= Meat tenderness =

Attribute of meat for cooking

Tenderness is a quality of meat gauging how easily it is chewed or cut. Tenderness is a desirable quality, as tender meat is softer, easier to chew, and generally more palatable than harder meat. Consequently, tender cuts of meat typically command higher prices. The tenderness depends on a number of factors including the meat grain, the amount of connective tissue, and the amount of fat. Tenderness can be increased by a number of processing techniques, generally referred to as tenderizing or tenderization.

==Influencing factors==
Tenderness is perhaps the most important of all factors impacting meat eating quality, with others being flavor, juiciness, and succulence.
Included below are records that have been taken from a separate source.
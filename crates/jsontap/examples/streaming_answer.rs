//! Renders an LLM tool-call response while it is still streaming in.
//!
//! The assistant replies with a JSON object describing an answer plus a list
//! of citations (abridged):
//!
//! ```text
//! {
//!   "answer":    string,
//!   "citations": [ { "title": string, "url": string }, ... ],
//!   "confidence": number
//! }
//! ```
//!
//! The payload arrives in small, irregular chunks the way completion APIs
//! deliver partial tokens. Two things happen while it streams:
//!
//! 1. Every character of the `answer` string is printed the moment it is
//!    consumed, so a UI could render the text as it is generated.
//! 2. Each citation object is handed over as a complete value as soon as its
//!    closing brace arrives, long before the document finishes.
//!
//! Run with
//!
//! ```bash
//! cargo run -p jsontap --example streaming_answer
//! ```

use std::io::Write as _;

use jsontap::{Handler, StreamingParser, Value};

#[derive(Default)]
struct AnswerRenderer {
    citations: Vec<Value>,
}

impl Handler for AnswerRenderer {
    fn on_value_chunk(&mut self, _path: &str, field: &str, chunk: char) {
        if field == "answer" {
            print!("{chunk}");
            std::io::stdout().flush().ok();
        }
    }

    fn on_array_item_end(&mut self, _path: &str, field: &str, item: Option<&Value>) {
        if field == "citations" {
            if let Some(citation) = item {
                let title = citation.get("title").and_then(Value::as_str).unwrap_or("?");
                let url = citation.get("url").and_then(Value::as_str).unwrap_or("?");
                println!("\n  [{}] {title} <{url}>", self.citations.len() + 1);
                self.citations.push(citation.clone());
            }
        }
    }

    fn on_field_end(&mut self, _path: &str, field: &str, _raw: &str, parsed: Option<&Value>) {
        if field == "confidence" {
            if let Some(confidence) = parsed.and_then(Value::as_number) {
                println!("\nconfidence: {confidence}");
            }
        }
    }
}

fn main() {
    // A toy response split mid-token. In real life this comes from the
    // network.
    let simulated_stream = [
        r#"{"answer":"Streaming parsers emit "#,
        r#"results before the document closes.","#,
        r#""citations":[{"title":"RFC 8259","#,
        r#""url":"https://www.rfc-editor.org/rfc/rfc8259"},"#,
        r#"{"title":"Parsing Gigabytes of JSON per Second","#,
        r#""url":"https://arxiv.org/abs/1902.08318"}],"#,
        r#""confidence":0.92}"#,
    ];

    let mut parser = StreamingParser::new(AnswerRenderer::default());
    for chunk in simulated_stream {
        parser.parse_incremental(chunk);
    }

    let renderer = parser.into_handler();
    println!("citations received: {}", renderer.citations.len());
}
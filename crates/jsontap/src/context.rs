//! The bounded lookback window.
//!
//! Every character fed to the parser is appended here before the state
//! machine sees it. The extractor later slices complete values back out of
//! the window, which is why the window must be trimmed only from the front
//! and why every recorded offset has to move in lockstep with each trim
//! (see [`Tracker::shift_array_starts`](crate::tracker::Tracker)).
//!
//! Characters are stored decoded so that offsets index code points, never
//! the middle of a UTF-8 sequence.
use alloc::string::String;
use alloc::vec::Vec;

#[derive(Debug)]
pub(crate) struct Context {
    chars: Vec<char>,
    capacity: usize,
}

impl Context {
    pub(crate) fn new(capacity: usize) -> Self {
        Self {
            chars: Vec::new(),
            capacity,
        }
    }

    /// Appends one character, returning how many characters were trimmed
    /// from the front to stay within capacity. The caller must shift any
    /// recorded offsets by the returned amount.
    pub(crate) fn push(&mut self, c: char) -> usize {
        self.chars.push(c);
        if self.chars.len() > self.capacity {
            let trim = self.chars.len() - self.capacity;
            self.chars.drain(..trim);
            trim
        } else {
            0
        }
    }

    pub(crate) fn len(&self) -> usize {
        self.chars.len()
    }

    pub(crate) fn is_empty(&self) -> bool {
        self.chars.is_empty()
    }

    pub(crate) fn get(&self, index: usize) -> Option<char> {
        self.chars.get(index).copied()
    }

    pub(crate) fn chars(&self) -> &[char] {
        &self.chars
    }

    /// Collects `start..end` into an owned string.
    pub(crate) fn text(&self, start: usize, end: usize) -> String {
        self.chars[start..end].iter().collect()
    }
}

#[cfg(test)]
mod tests {
    use super::Context;

    #[test]
    fn push_within_capacity_does_not_trim() {
        let mut ctx = Context::new(4);
        for c in "abcd".chars() {
            assert_eq!(ctx.push(c), 0);
        }
        assert_eq!(ctx.len(), 4);
        assert_eq!(ctx.text(0, 4), "abcd");
    }

    #[test]
    fn push_over_capacity_trims_front() {
        let mut ctx = Context::new(3);
        for c in "abc".chars() {
            ctx.push(c);
        }
        assert_eq!(ctx.push('d'), 1);
        assert_eq!(ctx.text(0, 3), "bcd");
        assert_eq!(ctx.push('e'), 1);
        assert_eq!(ctx.text(0, 3), "cde");
    }

    #[test]
    fn multibyte_characters_count_as_one() {
        let mut ctx = Context::new(2);
        ctx.push('é');
        ctx.push('漢');
        assert_eq!(ctx.push('a'), 1);
        assert_eq!(ctx.get(0), Some('漢'));
        assert_eq!(ctx.get(1), Some('a'));
    }
}
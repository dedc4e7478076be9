//! On-demand value reconstruction from the lookback window.
//!
//! When a composite closes, the state machine asks this module to slice the
//! complete JSON text back out of the [`Context`] and decode it. Every
//! function here fails soft: an unfound boundary or a decode failure yields
//! `None` (or an empty string), never an error that halts parsing — the
//! defining text may legitimately have scrolled out of the bounded window.
//!
//! The backward object scan counts braces without honoring string contents.
//! The position-tracked array scans do honor string boundaries and escapes,
//! since arrays routinely embed `,`/`]` inside string items. The asymmetry
//! is deliberate: object extraction only runs immediately after a `}` was
//! consumed, where the closing brace is the last character of the window.
use alloc::string::String;

use crate::{context::Context, decode::decode, value::Value};

/// Whitespace as the state machine classifies it.
fn is_ws(c: char) -> bool {
    matches!(c, ' ' | '\t' | '\n' | '\r')
}

fn decode_range(ctx: &Context, start: usize, end: usize) -> Option<Value> {
    decode(&ctx.text(start, end)).ok()
}

/// Extracts the most recently closed object: scans backward counting `}`
/// against `{` to find its start, then forward to the matching close.
pub(crate) fn last_object(ctx: &Context) -> Option<Value> {
    let chars = ctx.chars();
    let mut depth = 0i32;
    let mut start = None;
    for (i, &c) in chars.iter().enumerate().rev() {
        match c {
            '}' => depth += 1,
            '{' => {
                depth -= 1;
                if depth == 0 {
                    start = Some(i);
                    break;
                }
            }
            _ => {}
        }
    }
    let start = start?;

    let mut depth = 0i32;
    let mut end = start;
    for (i, &c) in chars.iter().enumerate().skip(start) {
        match c {
            '{' => depth += 1,
            '}' => {
                depth -= 1;
                if depth == 0 {
                    end = i + 1;
                    break;
                }
            }
            _ => {}
        }
    }
    decode_range(ctx, start, end)
}

/// Extracts the last completed array item, whatever its kind. Skips the
/// trailing separator/closer and whitespace, classifies the final
/// significant character, and extracts accordingly.
pub(crate) fn last_array_item(ctx: &Context) -> Option<Value> {
    if ctx.is_empty() {
        return None;
    }
    let chars = ctx.chars();
    let mut pos = chars.len();
    while pos > 0 && (matches!(chars[pos - 1], ',' | ']') || is_ws(chars[pos - 1])) {
        pos -= 1;
    }
    if pos == 0 {
        return None;
    }
    let pos = pos - 1;

    match chars[pos] {
        '}' => last_object(ctx),
        ']' => nested_array_ending_at(ctx, pos),
        '"' => quoted_string_ending_at(ctx, pos),
        _ => primitive_ending_at(ctx, pos),
    }
}

/// Extracts a nested array whose `]` sits at `pos`, by backward bracket
/// counting.
fn nested_array_ending_at(ctx: &Context, pos: usize) -> Option<Value> {
    let chars = ctx.chars();
    let mut depth = 0i32;
    let mut start = None;
    for i in (0..=pos).rev() {
        match chars[i] {
            ']' => depth += 1,
            '[' => {
                depth -= 1;
                if depth == 0 {
                    start = Some(i);
                    break;
                }
            }
            _ => {}
        }
    }
    decode_range(ctx, start?, pos + 1)
}

/// Extracts a string whose closing `"` sits at `pos`, scanning backward for
/// the opening quote while honoring backslash escapes.
fn quoted_string_ending_at(ctx: &Context, pos: usize) -> Option<Value> {
    let chars = ctx.chars();
    let mut escaped = false;
    let mut start = pos;
    for i in (0..pos).rev() {
        if escaped {
            escaped = false;
            continue;
        }
        match chars[i] {
            '\\' => escaped = true,
            '"' => {
                start = i;
                break;
            }
            _ => {}
        }
    }
    decode_range(ctx, start, pos + 1)
}

/// Extracts a bare primitive ending at `pos` by scanning backward to the
/// nearest delimiter.
fn primitive_ending_at(ctx: &Context, pos: usize) -> Option<Value> {
    let chars = ctx.chars();
    let mut start = pos;
    while start > 0 {
        let prev = chars[start - 1];
        if matches!(prev, ',' | ':' | '[') || is_ws(prev) {
            break;
        }
        start -= 1;
    }
    let text = ctx.text(start, pos + 1);
    let trimmed = text.trim();
    if trimmed.is_empty() {
        return None;
    }
    decode(trimmed).ok()
}

/// Forward scan from a known `[` offset to its matching `]`, honoring string
/// boundaries and escapes. Returns the exclusive end, or the window length
/// when no match exists yet.
fn array_end_at(ctx: &Context, start: usize) -> usize {
    let chars = ctx.chars();
    let mut depth = 0i32;
    let mut in_string = false;
    let mut escaped = false;
    for (i, &c) in chars.iter().enumerate().skip(start) {
        if escaped {
            escaped = false;
            continue;
        }
        match c {
            '\\' => escaped = true,
            '"' => in_string = !in_string,
            '[' if !in_string => depth += 1,
            ']' if !in_string => {
                depth -= 1;
                if depth == 0 {
                    return i + 1;
                }
            }
            _ => {}
        }
    }
    chars.len()
}

/// Extracts and decodes the complete array starting at `start`.
pub(crate) fn array_at(ctx: &Context, start: usize) -> Option<Value> {
    let end = array_end_at(ctx, start);
    decode_range(ctx, start, end)
}

/// Returns the array's inner text, without the outer brackets.
pub(crate) fn array_inner_text_at(ctx: &Context, start: usize) -> String {
    let end = array_end_at(ctx, start);
    if end > start + 1 {
        ctx.text(start + 1, end - 1)
    } else {
        String::new()
    }
}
Tenderness is a quality complex to obtain and gauge, and it depends on a number of factors. On the basic level, these factors are meat grain, the amount and composition of connective tissue, and the amount of fat. In order to obtain a tender meat, there is a complex interplay between the animal's pasture, age, species, breed, protein intake, calcium status, stress before and at killing, and how the meat is treated after slaughter.
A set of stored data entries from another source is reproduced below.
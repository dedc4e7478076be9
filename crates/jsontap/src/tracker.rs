//! Structural memory: bracket stack, path stack, and array-start offsets.
//!
//! The bracket stack mirrors the literal `{`/`[` nesting of the input. The
//! path stack holds one entry per composite value opened as a named field's
//! value (or as an anonymous array element), and is what turns nesting into
//! the `/`-joined paths reported to callbacks. Array-start offsets index
//! into the lookback window so a whole array can be sliced back out when it
//! closes.
use alloc::{collections::BTreeMap, string::String, vec::Vec};

/// One kind of composite bracket.
#[derive(Debug, Clone, Copy, PartialEq, Eq)]
pub(crate) enum Bracket {
    /// `{` / `}`
    Brace,
    /// `[` / `]`
    Square,
}

/// A path-stack entry: the field name a composite was opened under (empty
/// for anonymous array elements), which bracket opened it, and the index
/// that bracket occupies in the bracket stack. The depth lets a pop resolve
/// an entry only when its own bracket closes, not when a deeper one does.
#[derive(Debug, Clone, PartialEq, Eq)]
pub(crate) struct PathEntry {
    pub(crate) field: String,
    pub(crate) bracket: Bracket,
    pub(crate) depth: usize,
}

/// Key for a recorded array start: (parent path, field name).
pub(crate) type ArrayKey = (String, String);

#[derive(Debug, Default)]
pub(crate) struct Tracker {
    brackets: Vec<Bracket>,
    path: Vec<PathEntry>,
    array_starts: BTreeMap<ArrayKey, usize>,
    /// Field name parsed but not yet resolved to a value.
    pub(crate) field_name: String,
}

impl Tracker {
    pub(crate) fn new() -> Self {
        Self::default()
    }

    // ---- bracket stack -------------------------------------------------

    pub(crate) fn push_bracket(&mut self, bracket: Bracket) {
        self.brackets.push(bracket);
    }

    pub(crate) fn pop_bracket(&mut self) -> Option<Bracket> {
        self.brackets.pop()
    }

    pub(crate) fn peek_bracket(&self) -> Option<Bracket> {
        self.brackets.last().copied()
    }

    /// Bracket `n` positions below the top of the stack (`0` is the top).
    pub(crate) fn bracket_from_top(&self, n: usize) -> Option<Bracket> {
        self.brackets
            .len()
            .checked_sub(n + 1)
            .and_then(|i| self.brackets.get(i))
            .copied()
    }

    /// Current height of the bracket stack; recorded as the depth of path
    /// entries pushed for brackets about to open.
    pub(crate) fn bracket_depth(&self) -> usize {
        self.brackets.len()
    }

    pub(crate) fn in_array(&self) -> bool {
        self.peek_bracket() == Some(Bracket::Square)
    }

    // ---- path stack ----------------------------------------------------

    pub(crate) fn push_path(&mut self, field: String, bracket: Bracket, depth: usize) {
        self.path.push(PathEntry {
            field,
            bracket,
            depth,
        });
    }

    pub(crate) fn pop_path(&mut self) -> Option<PathEntry> {
        self.path.pop()
    }

    pub(crate) fn top_path(&self) -> Option<&PathEntry> {
        self.path.last()
    }

    pub(crate) fn path_len(&self) -> usize {
        self.path.len()
    }

    pub(crate) fn path_entry(&self, index: usize) -> Option<&PathEntry> {
        self.path.get(index)
    }

    /// True when the innermost path entry is an array — the condition under
    /// which strings and primitives are array items rather than field
    /// values.
    pub(crate) fn at_array_level(&self) -> bool {
        matches!(
            self.top_path(),
            Some(PathEntry {
                bracket: Bracket::Square,
                ..
            })
        )
    }

    /// Path built from the first `count` entries: `/`-joined non-empty field
    /// names with a leading `/`; the empty string when no entries are
    /// considered (the root). A stack holding only anonymous entries yields
    /// `/`, e.g. inside a root-level array of objects.
    pub(crate) fn path_up_to(&self, count: usize) -> String {
        let entries = &self.path[..count.min(self.path.len())];
        if entries.is_empty() {
            return String::new();
        }
        let mut path = String::from("/");
        let mut first = true;
        for entry in entries {
            if entry.field.is_empty() {
                continue;
            }
            if !first {
                path.push('/');
            }
            first = false;
            path.push_str(&entry.field);
        }
        path
    }

    /// Full path from every entry on the stack.
    pub(crate) fn path(&self) -> String {
        self.path_up_to(self.path.len())
    }

    /// Path excluding the innermost entry — the parent path reported for
    /// array items and for the array's own `field_end`.
    pub(crate) fn parent_path(&self) -> String {
        self.path_up_to(self.path.len().saturating_sub(1))
    }

    /// Field name used for `value_chunk` callbacks: the enclosing array's
    /// field name when inside an array, otherwise the pending field name.
    pub(crate) fn current_field_name(&self) -> &str {
        if self.in_array() {
            if let Some(entry) = self.top_path() {
                return &entry.field;
            }
        }
        &self.field_name
    }

    // ---- array-start offsets -------------------------------------------

    pub(crate) fn record_array_start(&mut self, key: ArrayKey, offset: usize) {
        self.array_starts.insert(key, offset);
    }

    pub(crate) fn array_start(&self, key: &ArrayKey) -> Option<usize> {
        self.array_starts.get(key).copied()
    }

    pub(crate) fn remove_array_start(&mut self, key: &ArrayKey) {
        self.array_starts.remove(key);
    }

    /// Rewrites every recorded offset after the lookback window dropped
    /// `trim` characters from its front. Offsets that now precede the window
    /// are discarded; extraction for those arrays fails soft later.
    pub(crate) fn shift_array_starts(&mut self, trim: usize) {
        if trim == 0 {
            return;
        }
        let old = core::mem::take(&mut self.array_starts);
        self.array_starts = old
            .into_iter()
            .filter_map(|(key, pos)| (pos >= trim).then(|| (key, pos - trim)))
            .collect();
    }
}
Meat with the fat content deposited within the steak to create a marbled appearance has always been regarded as more tender than steaks where the fat is in a separate layer. Cooking causes melting of the fat, spreading it throughout the meat and increasing the tenderness of the final product.

==Testing==

The meat industry strives to produce meat with standardized and guaranteed tenderness, since these characteristics are sought for by the consumers. For that purpose a number of objective tests of tenderness have been developed, gauging meat resistance to shear force, most commonly used being Slice Shear Force test and Warner–Bratzler Shear Force test.

==Tenderizing==
Techniques for breaking down collagens in meat to make it more palatable and tender are referred to as tenderizing or tenderization.

There are a number of ways to tenderize meat:
- Mechanical tenderization, such as pounding or piercing.
- The tenderization that occurs through cooking, such as braising.
- Tenderizers in the form of naturally occurring enzymes known as proteases, which can be added to food before cooking.
  - Examples of enzymes used for tenderizing: papain from papaya, trypsin and chymotrypsin from honey, bromelain from pineapple and actinidain from kiwifruit.
- Marinating the meat with vinegar, wine, lemon juice, buttermilk or yogurt.
- Brining the meat in a salt solution (brine).
- Dry aging of meat at 0 to 2 C.
- Velveting
- Sodium bicarbonate

===Research===
Efforts have been made since at least 1970 to use explosives to tenderize meat and a company was founded to try to commercialize the process; as of 2011 it was not yet scalable.